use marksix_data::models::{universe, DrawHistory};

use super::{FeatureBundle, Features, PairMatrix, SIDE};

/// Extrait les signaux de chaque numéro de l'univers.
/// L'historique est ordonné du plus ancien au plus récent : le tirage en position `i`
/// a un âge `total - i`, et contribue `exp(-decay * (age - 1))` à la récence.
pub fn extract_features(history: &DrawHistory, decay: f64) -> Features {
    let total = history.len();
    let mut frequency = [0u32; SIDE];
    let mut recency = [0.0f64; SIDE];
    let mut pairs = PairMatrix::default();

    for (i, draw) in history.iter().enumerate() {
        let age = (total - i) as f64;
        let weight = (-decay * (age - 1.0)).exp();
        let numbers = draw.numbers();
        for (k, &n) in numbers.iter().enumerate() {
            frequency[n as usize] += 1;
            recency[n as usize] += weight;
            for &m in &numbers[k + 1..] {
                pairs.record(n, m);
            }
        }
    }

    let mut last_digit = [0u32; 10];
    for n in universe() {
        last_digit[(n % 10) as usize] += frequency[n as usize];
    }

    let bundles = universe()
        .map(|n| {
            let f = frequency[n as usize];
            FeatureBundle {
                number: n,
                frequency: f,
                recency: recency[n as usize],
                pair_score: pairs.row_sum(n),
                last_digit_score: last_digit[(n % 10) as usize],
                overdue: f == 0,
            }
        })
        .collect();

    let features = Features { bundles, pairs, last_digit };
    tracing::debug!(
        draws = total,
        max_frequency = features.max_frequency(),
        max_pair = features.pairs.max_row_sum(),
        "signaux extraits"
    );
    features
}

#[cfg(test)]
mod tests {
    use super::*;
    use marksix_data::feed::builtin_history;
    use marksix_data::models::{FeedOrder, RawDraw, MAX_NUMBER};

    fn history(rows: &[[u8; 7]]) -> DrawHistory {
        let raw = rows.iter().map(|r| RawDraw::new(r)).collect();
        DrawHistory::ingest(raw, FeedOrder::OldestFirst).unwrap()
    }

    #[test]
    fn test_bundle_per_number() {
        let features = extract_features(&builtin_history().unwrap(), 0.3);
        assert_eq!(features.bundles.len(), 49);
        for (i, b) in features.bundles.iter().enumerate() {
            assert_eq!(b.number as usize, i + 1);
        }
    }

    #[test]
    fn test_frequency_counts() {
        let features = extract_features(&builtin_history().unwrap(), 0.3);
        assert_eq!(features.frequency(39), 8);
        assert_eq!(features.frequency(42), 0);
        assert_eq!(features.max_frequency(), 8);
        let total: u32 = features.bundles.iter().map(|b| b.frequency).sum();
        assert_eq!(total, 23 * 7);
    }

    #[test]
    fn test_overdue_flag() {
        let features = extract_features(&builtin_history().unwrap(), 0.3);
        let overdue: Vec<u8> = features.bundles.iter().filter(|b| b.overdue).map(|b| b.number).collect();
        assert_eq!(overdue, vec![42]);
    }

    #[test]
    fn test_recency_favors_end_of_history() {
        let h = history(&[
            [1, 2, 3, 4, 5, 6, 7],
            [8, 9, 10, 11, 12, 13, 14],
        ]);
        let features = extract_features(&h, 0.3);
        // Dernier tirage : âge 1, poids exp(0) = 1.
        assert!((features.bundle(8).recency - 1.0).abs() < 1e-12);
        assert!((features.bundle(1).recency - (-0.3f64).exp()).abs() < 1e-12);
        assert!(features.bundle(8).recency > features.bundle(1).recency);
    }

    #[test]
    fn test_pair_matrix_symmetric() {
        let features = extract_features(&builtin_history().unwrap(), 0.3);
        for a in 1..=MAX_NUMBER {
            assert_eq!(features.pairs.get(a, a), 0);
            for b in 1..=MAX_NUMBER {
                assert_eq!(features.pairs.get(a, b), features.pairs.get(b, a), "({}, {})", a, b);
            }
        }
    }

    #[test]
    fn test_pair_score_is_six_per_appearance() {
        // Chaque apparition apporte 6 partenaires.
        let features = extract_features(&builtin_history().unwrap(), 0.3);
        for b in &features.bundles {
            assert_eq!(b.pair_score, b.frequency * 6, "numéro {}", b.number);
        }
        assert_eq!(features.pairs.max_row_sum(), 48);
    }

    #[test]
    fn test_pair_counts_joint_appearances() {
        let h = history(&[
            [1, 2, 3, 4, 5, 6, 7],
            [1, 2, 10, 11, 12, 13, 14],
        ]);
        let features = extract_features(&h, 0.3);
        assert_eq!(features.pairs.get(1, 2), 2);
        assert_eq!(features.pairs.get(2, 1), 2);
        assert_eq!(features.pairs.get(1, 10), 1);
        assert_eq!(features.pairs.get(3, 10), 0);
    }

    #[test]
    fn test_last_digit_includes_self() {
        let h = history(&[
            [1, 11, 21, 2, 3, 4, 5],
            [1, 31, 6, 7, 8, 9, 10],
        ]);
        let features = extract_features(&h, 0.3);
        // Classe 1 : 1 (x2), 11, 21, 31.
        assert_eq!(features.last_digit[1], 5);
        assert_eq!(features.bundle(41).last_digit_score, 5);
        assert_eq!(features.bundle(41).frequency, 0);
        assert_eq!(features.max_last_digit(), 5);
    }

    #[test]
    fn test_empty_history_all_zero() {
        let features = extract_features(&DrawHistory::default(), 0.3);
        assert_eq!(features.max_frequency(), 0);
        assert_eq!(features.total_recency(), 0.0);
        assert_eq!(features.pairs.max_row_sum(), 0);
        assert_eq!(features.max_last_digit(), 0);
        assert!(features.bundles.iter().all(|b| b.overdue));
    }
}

*****

Exercise goal >> Copy out the lines above that hold the string "decay".

Answer >>
/// a un âge `total - i`, et contribue `exp(-decay * (age - 1))` à la récence.
pub fn extract_features(history: &DrawHistory, decay: f64) -> Features {
        let weight = (-decay * (age - 1.0)).exp();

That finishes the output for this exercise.